Segment Start: RECORDS FOR THE TASK

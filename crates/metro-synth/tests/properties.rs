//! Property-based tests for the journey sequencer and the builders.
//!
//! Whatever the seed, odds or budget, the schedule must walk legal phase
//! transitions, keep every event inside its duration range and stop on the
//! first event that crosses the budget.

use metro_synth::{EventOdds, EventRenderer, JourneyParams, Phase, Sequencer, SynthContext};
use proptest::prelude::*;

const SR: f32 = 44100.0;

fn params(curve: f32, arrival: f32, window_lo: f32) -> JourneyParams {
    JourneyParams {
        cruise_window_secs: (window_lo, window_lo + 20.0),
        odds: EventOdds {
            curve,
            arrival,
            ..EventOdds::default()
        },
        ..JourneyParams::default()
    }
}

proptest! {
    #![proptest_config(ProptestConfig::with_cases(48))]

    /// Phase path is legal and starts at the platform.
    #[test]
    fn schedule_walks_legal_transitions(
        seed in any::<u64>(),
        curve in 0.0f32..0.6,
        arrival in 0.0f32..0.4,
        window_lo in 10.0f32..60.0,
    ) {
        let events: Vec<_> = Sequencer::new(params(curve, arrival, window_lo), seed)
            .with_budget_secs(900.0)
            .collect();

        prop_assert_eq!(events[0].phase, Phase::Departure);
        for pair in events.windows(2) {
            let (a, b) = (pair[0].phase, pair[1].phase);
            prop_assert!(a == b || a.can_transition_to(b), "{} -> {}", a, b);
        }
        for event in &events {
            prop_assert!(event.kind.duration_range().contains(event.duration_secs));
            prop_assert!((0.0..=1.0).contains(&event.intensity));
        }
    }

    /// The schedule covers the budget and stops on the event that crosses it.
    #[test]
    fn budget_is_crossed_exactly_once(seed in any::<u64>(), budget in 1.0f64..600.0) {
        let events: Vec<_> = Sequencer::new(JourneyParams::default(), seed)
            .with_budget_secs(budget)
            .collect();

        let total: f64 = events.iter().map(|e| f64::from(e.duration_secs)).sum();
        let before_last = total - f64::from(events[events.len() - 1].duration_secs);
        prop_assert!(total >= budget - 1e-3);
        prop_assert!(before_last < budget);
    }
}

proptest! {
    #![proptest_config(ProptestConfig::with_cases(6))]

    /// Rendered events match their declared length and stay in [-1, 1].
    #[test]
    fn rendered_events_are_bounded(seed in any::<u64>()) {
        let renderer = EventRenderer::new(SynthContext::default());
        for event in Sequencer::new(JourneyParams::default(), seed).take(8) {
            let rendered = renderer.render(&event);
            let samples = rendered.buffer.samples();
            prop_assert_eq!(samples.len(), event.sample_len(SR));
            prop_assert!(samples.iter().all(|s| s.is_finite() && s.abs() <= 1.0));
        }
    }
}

Segment End: RECORDS FOR THE TASK
Segment Start: RECORDS FOR THE TASK

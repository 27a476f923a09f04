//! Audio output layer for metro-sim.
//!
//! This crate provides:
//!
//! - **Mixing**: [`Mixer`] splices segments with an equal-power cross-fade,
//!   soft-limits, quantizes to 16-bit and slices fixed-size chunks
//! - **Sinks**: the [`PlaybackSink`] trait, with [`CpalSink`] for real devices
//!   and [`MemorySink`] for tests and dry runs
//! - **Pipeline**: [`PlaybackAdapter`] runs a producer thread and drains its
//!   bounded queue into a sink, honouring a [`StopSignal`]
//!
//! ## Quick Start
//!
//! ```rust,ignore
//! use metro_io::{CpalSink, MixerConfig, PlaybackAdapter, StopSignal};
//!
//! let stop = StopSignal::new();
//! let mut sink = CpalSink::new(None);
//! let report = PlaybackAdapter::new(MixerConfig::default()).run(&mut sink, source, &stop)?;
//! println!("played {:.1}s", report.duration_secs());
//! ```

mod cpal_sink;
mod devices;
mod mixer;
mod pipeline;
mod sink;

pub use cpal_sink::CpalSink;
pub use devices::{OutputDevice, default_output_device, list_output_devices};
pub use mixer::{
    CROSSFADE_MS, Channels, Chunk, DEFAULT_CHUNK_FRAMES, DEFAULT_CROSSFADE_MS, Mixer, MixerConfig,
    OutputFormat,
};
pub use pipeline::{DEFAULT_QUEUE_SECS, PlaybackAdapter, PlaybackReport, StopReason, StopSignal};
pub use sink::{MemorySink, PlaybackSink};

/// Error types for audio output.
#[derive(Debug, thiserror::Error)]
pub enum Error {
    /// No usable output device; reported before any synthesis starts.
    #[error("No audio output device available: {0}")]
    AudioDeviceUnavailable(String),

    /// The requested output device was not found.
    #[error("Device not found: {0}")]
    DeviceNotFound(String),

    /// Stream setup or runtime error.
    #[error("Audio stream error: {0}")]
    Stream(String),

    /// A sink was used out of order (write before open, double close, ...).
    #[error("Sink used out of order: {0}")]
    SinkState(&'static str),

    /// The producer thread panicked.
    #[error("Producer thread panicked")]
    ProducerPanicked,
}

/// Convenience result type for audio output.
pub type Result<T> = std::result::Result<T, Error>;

Segment End: RECORDS FOR THE TASK

The answer is the run of lines above from the line containing "any synthesis starts." through the line containing "pub type Result<T>", copied exactly and alone.

**SOLUTION FOR THIS PROBLEM:**
    /// No usable output device; reported before any synthesis starts.
    #[error("No audio output device available: {0}")]
    AudioDeviceUnavailable(String),

    /// The requested output device was not found.
    #[error("Device not found: {0}")]
    DeviceNotFound(String),

    /// Stream setup or runtime error.
    #[error("Audio stream error: {0}")]
    Stream(String),

    /// A sink was used out of order (write before open, double close, ...).
    #[error("Sink used out of order: {0}")]
    SinkState(&'static str),

    /// The producer thread panicked.
    #[error("Producer thread panicked")]
    ProducerPanicked,
}

/// Convenience result type for audio output.
pub type Result<T> = std::result::Result<T, Error>;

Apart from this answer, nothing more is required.